Shoebills don’t just look unique. They’ve also got unique personalities and behaviors that make them stand out from even their closest relatives. Let’s dive into some fascinating Shoebill fun facts!

  • Shoebill Stork romance is complicated: Shoebill Storks might not look as romantic as swans, but they do form long-lasting monogamous pairs. But the ideal Shoebill relationship involves some healthy boundaries. Shoebill Storks are fiercely territorial and don’t enjoy sharing their hunting grounds with others. Even monogamous pairs will hunt for food at opposite ends of their territory to avoid stepping on each other’s toes.
  • Baby Shoebills hiccup for food: Shoebills are generally quiet birds. They don’t vocalize often, and the noise that they are most known for is actually a bill-clattering sound that they make as a greeting to one another at nest sites. This bill clattering sound is often described as sounding like a machine gun. But baby Shoebill Storks have a special vocalization of their own. When begging their parents for food, Shoebill chicks are said to make a sound that is eerily similar to human hiccups.
  • In a league of their own: Once upon a time, Shoebills were thought to belong to the order of the Ciconiiformes. This is the stork family. It’s easy to see why early classification might’ve placed Shoebills in this group, but recent studies suggest that they have much more in common with herons and pelicans. The nearest relative of the Shoebill Stork is the Hamerkop, another taxonomical misfit that has been posited to be related to pelicans. Despite some connections to pelicans, debate continues over whether the Shoebill really belongs in any other group of birds. The family Balaenicipitidae, to which the Shoebill belongs, contains no other living birds.
  • An heir and a spare: Shoebills typically produce between one and three eggs per breeding attempt, usually two, but it is rare for more than one to survive to fledge. It is believed that they produce the extra chicks as a sort of insurance policy in case the firstborn is weak or is predated before growing mature enough to fledge.
  • Wet and weird: Central Africa’s dry season can be punishingly hot, but despite this, the start of the dry season is usually when Shoebill Stork pairs breed. In order to keep their eggs from frying in the sun, they engage in a strange behavior called “egg-wetting.” Using that large trademark bill, Shoebills scoop up large quantities of water and dump them over their incubating eggs. If plain old water isn’t cutting it, they’ll also cover their eggs with mouthfuls of wet vegetation. Anything to beat the heat!

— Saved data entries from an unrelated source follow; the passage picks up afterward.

//! Shared scoring pipeline used by the `compute` and `sweep` front-ends.
//!
//! Keeping this in one place avoids duplicating the core workflow:
//! ingest forecasts -> join observations -> score each ensemble
//!
//! The subcommands then focus on presentation and exports.

use std::path::Path;

use crate::domain::ScoredRecord;
use crate::error::AppError;
use crate::index::{BciWeights, score_ensemble};
use crate::io::ingest::{IngestedData, load_forecast_records};

/// All computed outputs of a single scoring run.
#[derive(Debug, Clone)]
pub struct ScoringOutput {
    pub ingest: IngestedData,
    pub scored: Vec<ScoredRecord>,
}

/// Load the forecast/observation pair and score every ensemble.
pub fn run_scoring(
    forecasts: &Path,
    observations: &Path,
    weights: BciWeights,
) -> Result<ScoringOutput, AppError> {
    let ingest = load_forecast_records(forecasts, observations)?;

    let mut scored = Vec::with_capacity(ingest.records.len());
    for r in &ingest.records {
        let score = score_ensemble(&r.members, r.observation, weights)?;
        scored.push(ScoredRecord {
            storm: r.storm.clone(),
            valid_time: r.valid_time,
            station: r.station.clone(),
            lead_hours: r.lead_hours,
            observation: r.observation,
            score,
        });
    }

    Ok(ScoringOutput { ingest, scored })
}
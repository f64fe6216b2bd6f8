//! Formatted terminal output.
//!
//! We keep formatting code in one place so:
//! - the scoring/validation code stays clean and testable
//! - output changes are localized (important for future snapshot tests)

use crate::domain::{RowError, ScoredRecord};
use crate::index::BciWeights;
use crate::io::ingest::IngestedData;
use crate::sweep::SweepOutput;
use crate::validate::{StormStat, ValidationOutput};
use crate::report::summarize;

/// Format the compute-run summary (ingest accounting + score statistics).
pub fn format_compute_summary(
    ingest: &IngestedData,
    scored: &[ScoredRecord],
    weights: BciWeights,
) -> String {
    let mut out = String::new();

    out.push_str("=== bci - Bias-Coherence Index ===\n");
    out.push_str(&format!(
        "Weights: directional={:.2} magnitude={:.2}\n",
        weights.directional,
        weights.magnitude()
    ));
    out.push_str(&format!(
        "Rows: read={} used={} skipped_small_ensembles={}\n",
        ingest.rows_read, ingest.rows_used, ingest.skipped_small_ensembles
    ));
    out.push_str(&format!(
        "Dataset: n={} storms={} time=[{}, {}] obs=[{:.2}, {:.2}]\n",
        ingest.stats.n_records,
        ingest.stats.n_storms,
        ingest.stats.time_min,
        ingest.stats.time_max,
        ingest.stats.obs_min,
        ingest.stats.obs_max
    ));

    for (label, values) in [
        ("BCI", scored.iter().map(|r| r.score.bci).collect::<Vec<_>>()),
        ("phi", scored.iter().map(|r| r.score.phi).collect()),
        ("rho", scored.iter().map(|r| r.score.rho).collect()),
    ] {
        let s = summarize(&values);
        out.push_str(&format!(
            "{label:<4} mean={:.4} std={:.4} range=[{:.4}, {:.4}]\n",
            s.mean, s.std, s.min, s.max
        ));
    }

    out
}

/// Format the full validation report.
pub fn format_validation_report(validation: &ValidationOutput) -> String {
    let mut out = String::new();

    out.push_str("=== bci validate ===\n");
    out.push_str(&format!(
        "Dataset: n={} storms={} time=[{}, {}]\n",
        validation.stats.n_records,
        validation.stats.n_storms,
        validation.stats.time_min,
        validation.stats.time_max
    ));

    out.push_str("\nCorrelations with forecast error:\n");
    out.push_str(&format!(
        "  spread            r={:+.4} p={:.2e}{}\n",
        validation.corr_spread.r,
        validation.corr_spread.p_value,
        significance(validation.corr_spread.p_value)
    ));
    out.push_str(&format!(
        "  BCI               r={:+.4} p={:.2e}{}\n",
        validation.corr_bci.r,
        validation.corr_bci.p_value,
        significance(validation.corr_bci.p_value)
    ));
    out.push_str(&format!(
        "  BCI | spread      r={:+.4} p={:.2e}{}  (partial)\n",
        validation.partial.r,
        validation.partial.p_value,
        significance(validation.partial.p_value)
    ));

    out.push('\n');
    out.push_str(&format_storm_table(&validation.storms));

    out.push('\n');
    out.push_str(&format_baseline(validation));

    out
}

/// Per-storm table, largest sample first.
pub fn format_storm_table(storms: &[StormStat]) -> String {
    let mut out = String::new();
    out.push_str("Per-storm statistics:\n");
    out.push_str(&format!(
        "{:<12} {:>5} {:>10} {:>10} {:>10} {:>10}\n",
        "storm", "n", "bci_mean", "bci_std", "spread", "error"
    ));
    out.push_str(&format!(
        "{:-<12} {:-<5} {:-<10} {:-<10} {:-<10} {:-<10}\n",
        "", "", "", "", "", ""
    ));
    for s in storms {
        out.push_str(&format!(
            "{:<12} {:>5} {:>10.4} {:>10.4} {:>10.4} {:>10.4}\n",
            truncate(&s.storm, 12),
            s.n,
            s.bci_mean,
            s.bci_std,
            s.spread_mean,
            s.error_mean
        ));
    }
    out
}

/// Baseline comparison table (high-error detection AUCs).
pub fn format_baseline(validation: &ValidationOutput) -> String {
    let baseline = &validation.baseline;
    let mut out = String::new();

    out.push_str(&format!(
        "High-error detection: threshold={:.3} events={}/{}\n",
        baseline.threshold, baseline.n_high, baseline.n
    ));
    for m in &baseline.models {
        out.push_str(&format!("  {:<24} AUC={:.4}\n", m.label, m.auc));
        if let Some(coefs) = &m.coefficients {
            out.push_str(&format!("  {:<24} weights: {}\n", "", fmt_vec(coefs)));
        }
    }

    out
}

/// Weight-sweep table, best row starred.
pub fn format_sweep_table(output: &SweepOutput) -> String {
    let mut out = String::new();

    out.push_str("=== bci sweep ===\n");
    out.push_str(&format!(
        "{:<2}{:>8} {:>10} {:>10} {:>10}\n",
        "", "weight", "partial_r", "partial_p", "auc"
    ));
    for (i, p) in output.points.iter().enumerate() {
        let chosen = if i == output.best { "*" } else { " " };
        out.push_str(&format!(
            "{chosen} {:>8.3} {:>10.4} {:>10.2e} {:>10.4}\n",
            p.weight, p.partial_r, p.partial_p, p.auc
        ));
    }

    let best = &output.points[output.best];
    out.push_str(&format!(
        "\nBest directional weight: {:.3} (AUC={:.4})\n",
        best.weight, best.auc
    ));

    out
}

/// Row-error warnings, truncated to `limit` lines.
pub fn format_row_errors(errors: &[RowError], limit: usize) -> String {
    let mut out = String::new();
    for e in errors.iter().take(limit) {
        match &e.id {
            Some(id) => {
                out.push_str(&format!("warning: line {} ({id}): {}\n", e.line, e.message))
            }
            None => out.push_str(&format!("warning: line {}: {}\n", e.line, e.message)),
        }
    }
    if errors.len() > limit {
        out.push_str(&format!("warning: {} more rows skipped\n", errors.len() - limit));
    }
    out
}

fn significance(p: f64) -> &'static str {
    if p < 0.001 {
        " ***"
    } else if p < 0.01 {
        " **"
    } else if p < 0.05 {
        " *"
    } else {
        ""
    }
}

fn fmt_vec(v: &[f64]) -> String {
    let parts: Vec<String> = v.iter().map(|x| format!("{x:+.4}")).collect();
    format!("[{}]", parts.join(", "))
}

fn truncate(s: &str, max: usize) -> String {
    if s.chars().count() <= max {
        return s.to_string();
    }
    let mut out = String::new();
    for (i, ch) in s.chars().enumerate() {
        if i + 1 >= max {
            break;
        }
        out.push(ch);
    }
    out.push('.');
    out
}

#[cfg(test)]
mod tests {
    use super::*;

    #[test]
    fn significance_markers() {
        assert_eq!(significance(0.0005), " ***");
        assert_eq!(significance(0.005), " **");
        assert_eq!(significance(0.02), " *");
        assert_eq!(significance(0.2), "");
    }

    #[test]
    fn storm_table_contains_names() {
        let storms = vec![StormStat {
            storm: "eunice".to_string(),
            n: 10,
            bci_mean: 0.61,
            bci_std: 0.08,
            spread_mean: 1.2,
            error_mean: 2.4,
        }];
        let table = format_storm_table(&storms);
        assert!(table.contains("eunice"));
        assert!(table.contains("0.6100"));
    }

    #[test]
    fn row_errors_are_truncated() {
        let errors: Vec<RowError> = (1..=5)
            .map(|i| RowError {
                line: i,
                id: None,
                message: "bad value".to_string(),
            })
            .collect();
        let text = format_row_errors(&errors, 3);
        assert_eq!(text.lines().count(), 4);
        assert!(text.contains("2 more rows skipped"));
    }
}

The Future of the Shoebill Stork

The International Union for Conservation of Nature (IUCN) Red List of Endangered Species lists the Shoebill Stork as both vulnerable and decreasing. According to the IUCN, there are between 3,300 and 5,300 Shoebills remaining in the wild. There are a number of threats that contribute to the precarious position of these unique wading birds, but most of them amount to the loss or degradation of vital wetlands habitats.

Although Shoebills are commonly kept in zoos, they don’t often breed in captivity, so the preservation of wild Shoebill populations is vital to the continuing survival of the species.